Utah calls these experimental programs "Problem-Solving Courts," and gives counties one to two years to "prove themselves," he said.
"You have to be certified by the state, and they give you a time period you can perform as a Problem-Solving Court," he said. "At the end of that problem solving period, if you don't have funding in place, mechanisms to show it will be self-sufficient, they won't certify you."
Everyone involved during the 11 months Summit County's drug court program has been in place has been serving pro bono, including the attorneys, judge and Valley Mental Health.
The Summit County Attorney's Office is looking for ways the drug court can be more self-sufficient, such as applying for a 501c3 tax exemption status so people can donate money.
"It's a way to partner with the community in a way that shows immediate returns for investing in this," Brickey said. "Urinalyses alone are about $15 each. I would have a hard time coming up with $45 a week myself, so it can be challenging. But every person who is in the program saves between $3,500 to $10,000 if they complete it successfully and are not a drain on the system."
Brickey said all the Wasatch Front counties have drug courts, including Wasatch County. But Summit County does not.
"And we need to fix that," he said.
Brickey said the program has been working. Since it has been in operation, two of the participants have graduated to a higher level within the program.
"We're curtailing their daily appearance in court because they have been doing well," Brickey said. "If you told me a year ago this is where these two individuals would be, I would not have thought it possible."
Both individuals were drug users, and one had a severe alcohol addiction as well.
In October 2010, Cassie White, 24, Park City, launched her car off the corner of Highland Drive and landed in a house.
She was charged with third-degree felony jail damage, two counts of class A misdemeanor assault on a health care provider, class A misdemeanor reckless endangerment, class B misdemeanor driving under the influence of alcohol or drugs, class B misdemeanor interference with arresting officers and class C misdemeanor speeding.

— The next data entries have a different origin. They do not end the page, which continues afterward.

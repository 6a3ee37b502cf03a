//! End-to-end tests for the purpose-tagged key identity: signed execution,
//! self-call dispatch, and replay protection.

use alloy_primitives::{Address, Bytes, U256};
use alloy_signer::SignerSync;
use alloy_signer_local::PrivateKeySigner;
use alloy_sol_types::SolCall;
use keyport_contracts::{IIdentity, IdentityEvent};
use keyport_identity::{Identity, IdentityError, RecordingExecutor};
use keyport_primitives::{
    ECDSA_KEY_TYPE, ExecutionRequest, OperationKind, Purpose, key_id,
};

fn init_tracing() {
    let _ = tracing_subscriber::fmt()
        .with_env_filter(tracing_subscriber::EnvFilter::from_default_env())
        .try_init();
}

/// Calldata for `addKey(key_id(address), MANAGEMENT, ECDSA)`.
fn add_management_key_data(address: Address) -> Bytes {
    IIdentity::addKeyCall {
        key: key_id(address),
        purpose: U256::from(Purpose::Management.as_u64()),
        keyType: U256::from(ECDSA_KEY_TYPE),
    }
    .abi_encode()
    .into()
}

fn sign(request: &ExecutionRequest, signer: &PrivateKeySigner) -> Vec<u8> {
    signer
        .sign_hash_sync(&request.signature_hash())
        .unwrap()
        .as_bytes()
        .to_vec()
}

#[test]
fn executes_signed_messages_from_management_keys() -> eyre::Result<()> {
    init_tracing();
    let controller = PrivateKeySigner::random();
    let mut identity = Identity::new(Address::random(), controller.address());
    let mut executor = RecordingExecutor::new();

    let incoming = Address::random();
    let request = ExecutionRequest::call(
        identity.address(),
        identity.address(),
        U256::ZERO,
        add_management_key_data(incoming),
        1,
    );
    let signature = sign(&request, &controller);

    identity.execute_signed(&request, &signature, &mut executor)?;

    let events = identity.take_events();
    assert_eq!(events.len(), 1);
    assert!(matches!(events[0], IdentityEvent::KeyAdded(_)));
    assert_eq!(
        identity.get_keys_by_purpose(Purpose::Management),
        &[key_id(controller.address()), key_id(incoming)]
    );
    assert_eq!(identity.last_nonce(), 2);
    assert!(executor.calls.is_empty(), "self-calls never leave the identity");

    // Resubmitting the identical tuple and signature must fail: the nonce
    // inside the hash is now stale.
    assert_eq!(
        identity.execute_signed(&request, &signature, &mut executor),
        Err(IdentityError::StaleNonce {
            supplied: 1,
            current: 2
        })
    );
    assert_eq!(identity.last_nonce(), 2);
    assert!(identity.events().is_empty());
    Ok(())
}

#[test]
fn rejects_garbage_signature_bytes() {
    let controller = PrivateKeySigner::random();
    let mut identity = Identity::new(Address::random(), controller.address());
    let mut executor = RecordingExecutor::new();

    let request = ExecutionRequest::call(
        identity.address(),
        identity.address(),
        U256::ZERO,
        add_management_key_data(Address::random()),
        1,
    );

    let result = identity.execute_signed(&request, &[0xab, 0xcd, 0xef], &mut executor);
    assert!(matches!(result, Err(IdentityError::InvalidSignature(_))));
    assert_eq!(identity.last_nonce(), 0, "rejection leaves the nonce untouched");
    assert!(identity.events().is_empty());
}

#[test]
fn rejects_signatures_from_unknown_keys() {
    let controller = PrivateKeySigner::random();
    let stranger = PrivateKeySigner::random();
    let mut identity = Identity::new(Address::random(), controller.address());
    let mut executor = RecordingExecutor::new();

    let request = ExecutionRequest::call(
        identity.address(),
        identity.address(),
        U256::ZERO,
        add_management_key_data(Address::random()),
        1,
    );
    let signature = sign(&request, &stranger);

    assert_eq!(
        identity.execute_signed(&request, &signature, &mut executor),
        Err(IdentityError::Unauthorized)
    );
    assert_eq!(identity.last_nonce(), 0);
}

#[test]
fn action_keys_cannot_target_the_identity_itself() -> eyre::Result<()> {
    let controller = PrivateKeySigner::random();
    let actor = PrivateKeySigner::random();
    let mut identity = Identity::new(Address::random(), controller.address());
    let mut executor = RecordingExecutor::new();

    identity.add_key(
        controller.address(),
        key_id(actor.address()),
        Purpose::Action,
        ECDSA_KEY_TYPE,
    )?;
    identity.take_events();

    let request = ExecutionRequest::call(
        identity.address(),
        identity.address(),
        U256::ZERO,
        add_management_key_data(actor.address()),
        1,
    );
    let signature = sign(&request, &actor);

    assert_eq!(
        identity.execute_signed(&request, &signature, &mut executor),
        Err(IdentityError::SelfTargetingForbidden)
    );
    assert_eq!(identity.last_nonce(), 0);
    assert!(identity.events().is_empty());
    Ok(())
}

#[test]
fn action_keys_may_execute_external_calls() -> eyre::Result<()> {
    let controller = PrivateKeySigner::random();
    let actor = PrivateKeySigner::random();
    let mut identity = Identity::new(Address::random(), controller.address());
    let mut executor = RecordingExecutor::new();

    identity.add_key(
        controller.address(),
        key_id(actor.address()),
        Purpose::Action,
        ECDSA_KEY_TYPE,
    )?;
    identity.take_events();

    let target = Address::random();
    let request = ExecutionRequest::call(
        target,
        identity.address(),
        U256::from(7),
        Bytes::from_static(&[0x01, 0x02]),
        1,
    );
    let signature = sign(&request, &actor);

    identity.execute_signed(&request, &signature, &mut executor)?;

    let events = identity.take_events();
    assert_eq!(events.len(), 1);
    assert!(matches!(events[0], IdentityEvent::CallExecuted(_)));
    assert_eq!(executor.calls.len(), 1);
    assert_eq!(executor.calls[0].to, target);
    assert_eq!(executor.calls[0].value, U256::from(7));
    assert_eq!(identity.last_nonce(), 2);
    Ok(())
}

#[test]
fn a_failed_call_still_consumes_the_nonce() {
    let controller = PrivateKeySigner::random();
    let mut identity = Identity::new(Address::random(), controller.address());
    let mut executor = RecordingExecutor::failing("target reverted");

    let request = ExecutionRequest::call(
        Address::random(),
        identity.address(),
        U256::ZERO,
        Bytes::new(),
        1,
    );
    let signature = sign(&request, &controller);

    let result = identity.execute_signed(&request, &signature, &mut executor);
    assert!(matches!(result, Err(IdentityError::CallFailed(_))));
    assert_eq!(identity.last_nonce(), 2, "the signed message was spent");
    assert!(identity.events().is_empty());
}

#[test]
fn requests_for_a_foreign_identity_are_rejected() {
    let controller = PrivateKeySigner::random();
    let mut identity = Identity::new(Address::random(), controller.address());
    let mut executor = RecordingExecutor::new();

    let request = ExecutionRequest::call(
        Address::random(),
        Address::random(), // not this identity
        U256::ZERO,
        Bytes::new(),
        1,
    );
    let signature = sign(&request, &controller);

    assert_eq!(
        identity.execute_signed(&request, &signature, &mut executor),
        Err(IdentityError::Unauthorized)
    );
}

#[test]
fn nonces_may_skip_forward_but_never_back() -> eyre::Result<()> {
    let controller = PrivateKeySigner::random();
    let mut identity = Identity::new(Address::random(), controller.address());
    let mut executor = RecordingExecutor::new();

    let request = ExecutionRequest::call(
        Address::random(),
        identity.address(),
        U256::ZERO,
        Bytes::new(),
        5,
    );
    let signature = sign(&request, &controller);

    identity.execute_signed(&request, &signature, &mut executor)?;
    assert_eq!(identity.last_nonce(), 6);

    let stale = ExecutionRequest::call(
        Address::random(),
        identity.address(),
        U256::ZERO,
        Bytes::new(),
        3,
    );
    let signature = sign(&stale, &controller);
    assert_eq!(
        identity.execute_signed(&stale, &signature, &mut executor),
        Err(IdentityError::StaleNonce {
            supplied: 3,
            current: 6
        })
    );
    Ok(())
}

#[test]
fn create_operations_are_not_executable() {
    let controller = PrivateKeySigner::random();
    let mut identity = Identity::new(Address::random(), controller.address());
    let mut executor = RecordingExecutor::new();

    let mut request = ExecutionRequest::call(
        Address::random(),
        identity.address(),
        U256::ZERO,
        Bytes::new(),
        1,
    );
    request.operation = OperationKind::Create;
    let signature = sign(&request, &controller);

    let result = identity.execute_signed(&request, &signature, &mut executor);
    assert!(matches!(result, Err(IdentityError::CallFailed(_))));
    assert!(executor.calls.is_empty());
}

#[test]
fn undecodable_self_call_data_fails_after_admission() {
    let controller = PrivateKeySigner::random();
    let mut identity = Identity::new(Address::random(), controller.address());
    let mut executor = RecordingExecutor::new();

    let request = ExecutionRequest::call(
        identity.address(),
        identity.address(),
        U256::ZERO,
        Bytes::from_static(&[0xde, 0xad, 0xbe, 0xef]),
        1,
    );
    let signature = sign(&request, &controller);

    let result = identity.execute_signed(&request, &signature, &mut executor);
    assert!(matches!(result, Err(IdentityError::CallFailed(_))));
    assert_eq!(identity.last_nonce(), 2);
    assert!(identity.events().is_empty());
}

#[test]
fn signed_removal_of_the_last_manager_is_still_forbidden() {
    let controller = PrivateKeySigner::random();
    let mut identity = Identity::new(Address::random(), controller.address());
    let mut executor = RecordingExecutor::new();

    let data: Bytes = IIdentity::removeKeyCall {
        key: key_id(controller.address()),
        purpose: U256::from(Purpose::Management.as_u64()),
    }
    .abi_encode()
    .into();
    let request = ExecutionRequest::call(
        identity.address(),
        identity.address(),
        U256::ZERO,
        data,
        1,
    );
    let signature = sign(&request, &controller);

    assert_eq!(
        identity.execute_signed(&request, &signature, &mut executor),
        Err(IdentityError::LastManagerRemoval)
    );
    assert!(identity.key_has_purpose(&key_id(controller.address()), Purpose::Management));
}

"Today, Cassie's got a job," Brickey said. "She's been sober for several months, and she's actually very pleasant when she comes to court. Previously she was very dour, frustrated and angry when she'd come to court. Today, she looks wonderful."
Brent Ryberg, 23, Park City, was charged last November with second-degree felony burglary, second-degree felony possession of a controlled substance within a correctional facility and class B misdemeanor theft.
"He was fighting with his family and was told not to come around his parent's home, and he had a twin bother that wouldn't speak to him," Brickey said. "Now, he has a job and is trying to figure out how to get back in school. On Monday, he was in court telling everyone he was looking forward to having Thanksgiving with his family."